→ **REQUIRED ACTION**
From the entries that follow, work out how many lines contain "drop". Write the number only.

(Dataset entries)
###
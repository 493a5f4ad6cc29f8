//! Coop-rwlock: a cancel-aware cooperative read-write lock with writer
//! self-upgrade.
//!
//! # Overview
//!
//! [`RwLock`] grants shared access to many readers or exclusive access to
//! one writer. The writer may additionally take nested read grants on
//! itself (self-upgrade) without suspending; nested grants must be
//! released before the write grant. Read-to-write upgrade is rejected.
//!
//! Grants are permissions tracked per task identity, not values: every
//! operation takes the acquiring task's [`Cx`], so the lock works under
//! any cooperative scheduler that hands each task its own context.
//!
//! # Core Guarantees
//!
//! - **Mutual exclusion**: an active writer excludes all other tasks
//! - **Fairness yield**: by default every successful acquire performs one
//!   forced cooperative yield before resolving; [`RwLock::fast`] skips it
//! - **Cancel-correctness**: cancellation while waiting leaves the lock
//!   state exactly as if the attempt was never made
//! - **Release discipline**: releasing an un-acquired grant, or a write
//!   grant with nested reads outstanding, is an error that leaves the
//!   state unchanged
//!
//! # Module Structure
//!
//! - [`types`]: Core types (task identifiers)
//! - [`cx`]: Task context and cancellation
//! - [`sync`]: The lock itself (handles, futures, guards)
//! - [`util`]: Internal utilities (arena indices)
//!
//! # Example
//!
//! ```
//! use coop_rwlock::{Cx, RwLock, TaskId};
//! use std::future::Future;
//! use std::pin::pin;
//! use std::task::{Context, Poll, Waker};
//!
//! fn block_on<T>(future: impl Future<Output = T>) -> T {
//!     let waker = Waker::noop();
//!     let mut cx = Context::from_waker(waker);
//!     let mut future = pin!(future);
//!     loop {
//!         if let Poll::Ready(v) = future.as_mut().poll(&mut cx) {
//!             return v;
//!         }
//!     }
//! }
//!
//! let lock = RwLock::new();
//! let cx = Cx::new(TaskId::new_ephemeral());
//!
//! let guard = block_on(lock.writer().lock(&cx)).unwrap();
//! // The writer can still read on itself:
//! let nested = block_on(lock.reader().lock(&cx)).unwrap();
//! drop(nested); // nested read grants go first
//! drop(guard);  // then the write grant
//! assert!(!lock.writer().locked());
//! ```

#![forbid(unsafe_code)]
#![warn(missing_docs)]
#![warn(clippy::pedantic)]
#![warn(clippy::nursery)]
#![allow(clippy::missing_panics_doc)]
#![allow(clippy::missing_errors_doc)]
#![allow(clippy::missing_const_for_fn)]
#![allow(clippy::module_inception)]
#![allow(clippy::doc_markdown)]

pub mod cx;
pub mod sync;
pub mod test_utils;
pub mod types;
pub mod util;

// Re-exports for convenient access to core types
pub use cx::{Cancelled, Cx};
pub use sync::{
    AcquireError, AcquireReadFuture, AcquireWriteFuture, ReadGuard, ReadGuardFuture, ReaderLock,
    ReleaseError, RwLock, WriteGuard, WriteGuardFuture, WriterLock,
};
pub use types::TaskId;
//! Task context and cancellation.

#[allow(clippy::module_inception)]
mod cx;

pub use cx::{Cancelled, Cx};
###
→ **SOLUTION TO THIS TASK**
2